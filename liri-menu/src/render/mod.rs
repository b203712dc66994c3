//! Fragment renderer
//!
//! Turns a section's records into presentation trees: one tree for flat
//! templates, one sub-tree per canonical bucket for bucketed templates.
//! Items failing title validation are skipped with a warning; an empty
//! result is reported as [`RenderedSection::Empty`], never as content.

pub mod fragments;
pub mod node;
pub mod templates;

pub use node::{Element, Node};

use crate::classifier::group_by_bucket;
use crate::model::MenuItemRecord;
use crate::section::{Bucket, SectionConfig};
use tracing::{debug, warn};

/// Rendered sub-tree of one bucket; `None` when the bucket has no items
#[derive(Debug, Clone, PartialEq)]
pub struct RenderedBucket {
    pub bucket: &'static Bucket,
    pub content: Option<Node>,
}

/// Result of rendering one section
#[derive(Debug, Clone, PartialEq)]
pub enum RenderedSection {
    Empty,
    Flat(Node),
    /// Every canonical bucket, in order; at least one has content
    Bucketed(Vec<RenderedBucket>),
}

/// Apply the section's boolean filter; absent flags read as `false`
pub fn apply_filter(records: Vec<MenuItemRecord>, section: &SectionConfig) -> Vec<MenuItemRecord> {
    match &section.filter {
        Some(filter) => records
            .into_iter()
            .filter(|r| r.flag(&filter.field) == filter.equals)
            .collect(),
        None => records,
    }
}

fn item_nodes<'a, I>(records: I, section: &SectionConfig, language: &str) -> Vec<Node>
where
    I: IntoIterator<Item = &'a MenuItemRecord>,
{
    records
        .into_iter()
        .filter_map(|record| {
            let node = templates::item_node(record, section.template, language);
            if node.is_none() {
                warn!(
                    section = %section.name,
                    item_id = %record.id,
                    "Missing or invalid title, skipping item"
                );
            }
            node
        })
        .collect()
}

/// Render a section's records
pub fn render_section(
    section: &SectionConfig,
    records: Vec<MenuItemRecord>,
    language: &str,
) -> RenderedSection {
    let records = apply_filter(records, section);

    let Some(scheme) = section.template.bucket_scheme() else {
        let items = item_nodes(&records, section, language);
        debug!(section = %section.name, items = items.len(), "Rendered section");
        if items.is_empty() {
            return RenderedSection::Empty;
        }
        return RenderedSection::Flat(templates::wrap_section(section.template, items));
    };

    let buckets: Vec<RenderedBucket> = group_by_bucket(records, section, language)
        .into_iter()
        .map(|group| {
            let items = item_nodes(&group.records, section, language);
            debug!(
                section = %section.name,
                bucket = group.bucket.key,
                items = items.len(),
                "Rendered bucket"
            );
            RenderedBucket {
                bucket: group.bucket,
                content: (!items.is_empty()).then(|| templates::wrap_bucket(scheme.layout, items)),
            }
        })
        .collect();

    if buckets.iter().all(|b| b.content.is_none()) {
        RenderedSection::Empty
    } else {
        RenderedSection::Bucketed(buckets)
    }
}

#[cfg(test)]
mod tests {
    use super::*;
    use crate::section::Template;
    use serde_json::json;

    fn records(values: Vec<serde_json::Value>) -> Vec<MenuItemRecord> {
        values
            .into_iter()
            .map(|v| serde_json::from_value(v).unwrap())
            .collect()
    }

    #[test]
    fn test_one_node_per_titled_record() {
        let section = SectionConfig::new("coffee", "data-liri-coffee", "coffeeItem", Template::Simple);
        let input = records(vec![
            json!({"_id": "1", "title": {"en": "Espresso"}, "price": 2.5}),
            json!({"_id": "2", "title": {"gr": "Φραπέ"}, "price": 3}),
            json!({"_id": "3", "title": {"en": "Cappuccino"}}),
        ]);
        let RenderedSection::Flat(node) = render_section(&section, input, "en") else {
            panic!("expected flat content");
        };
        let items = node.find_by_class("menu-item-wrapper");
        assert_eq!(items.len(), 2);
    }

    #[test]
    fn test_no_records_is_empty() {
        let section = SectionConfig::new("tea", "data-liri-tea", "teaItem", Template::Simple);
        assert_eq!(render_section(&section, Vec::new(), "en"), RenderedSection::Empty);
    }

    #[test]
    fn test_only_untitled_records_is_empty() {
        let section = SectionConfig::new("tea", "data-liri-tea", "teaItem", Template::Simple);
        let input = records(vec![json!({"_id": "1", "price": 2})]);
        assert_eq!(render_section(&section, input, "en"), RenderedSection::Empty);
    }

    #[test]
    fn test_client_side_filter() {
        let section = SectionConfig::new("juices", "data-liri-juices", "juiceItem", Template::Simple)
            .with_filter("isAlcoholFree", true);
        let input = records(vec![
            json!({"_id": "1", "title": {"en": "Orange"}, "price": 4, "isAlcoholFree": true}),
            json!({"_id": "2", "title": {"en": "Sangria"}, "price": 6, "isAlcoholFree": false}),
            json!({"_id": "3", "title": {"en": "Punch"}, "price": 6}),
        ]);
        let RenderedSection::Flat(node) = render_section(&section, input, "en") else {
            panic!("expected flat content");
        };
        assert_eq!(node.text_content(), "Orange4,00");
    }

    #[test]
    fn test_bucketed_section_keeps_all_buckets() {
        let section = SectionConfig::new("wine", "data-liri-wine", "wineItem", Template::Wine);
        let input = records(vec![json!({
            "_id": "w1",
            "title": {"en": "Assyrtiko"},
            "subCategory": "white wine",
            "bottlePrice": 18
        })]);
        let RenderedSection::Bucketed(buckets) = render_section(&section, input, "en") else {
            panic!("expected bucketed content");
        };
        let keys: Vec<_> = buckets.iter().map(|b| b.bucket.key).collect();
        assert_eq!(keys, vec!["sparkling-wine", "white-wine", "rose-wine", "red-wine"]);
        let white = buckets[1].content.as_ref().unwrap();
        assert_eq!(
            white.find_by_class(templates::PRICE_CLASS)[0].text_content(),
            "18,00"
        );
        assert!(buckets[0].content.is_none());
        assert!(buckets[2].content.is_none());
        assert!(buckets[3].content.is_none());
    }

    #[test]
    fn test_bucketed_with_only_unknown_categories_is_empty() {
        let section = SectionConfig::new("beer", "data-liri-beer", "beerItem", Template::Beer);
        let input = records(vec![json!({"_id": "b", "title": {"en": "Stout"}, "beerType": "craft"})]);
        assert_eq!(render_section(&section, input, "en"), RenderedSection::Empty);
    }
}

ACTION ITEM:
Could you find each line in the entries that contains the string "crate" and copy it?

EXPECTED ANSWER:
use crate::classifier::group_by_bucket;
use crate::model::MenuItemRecord;
use crate::section::{Bucket, SectionConfig};
    use crate::section::Template;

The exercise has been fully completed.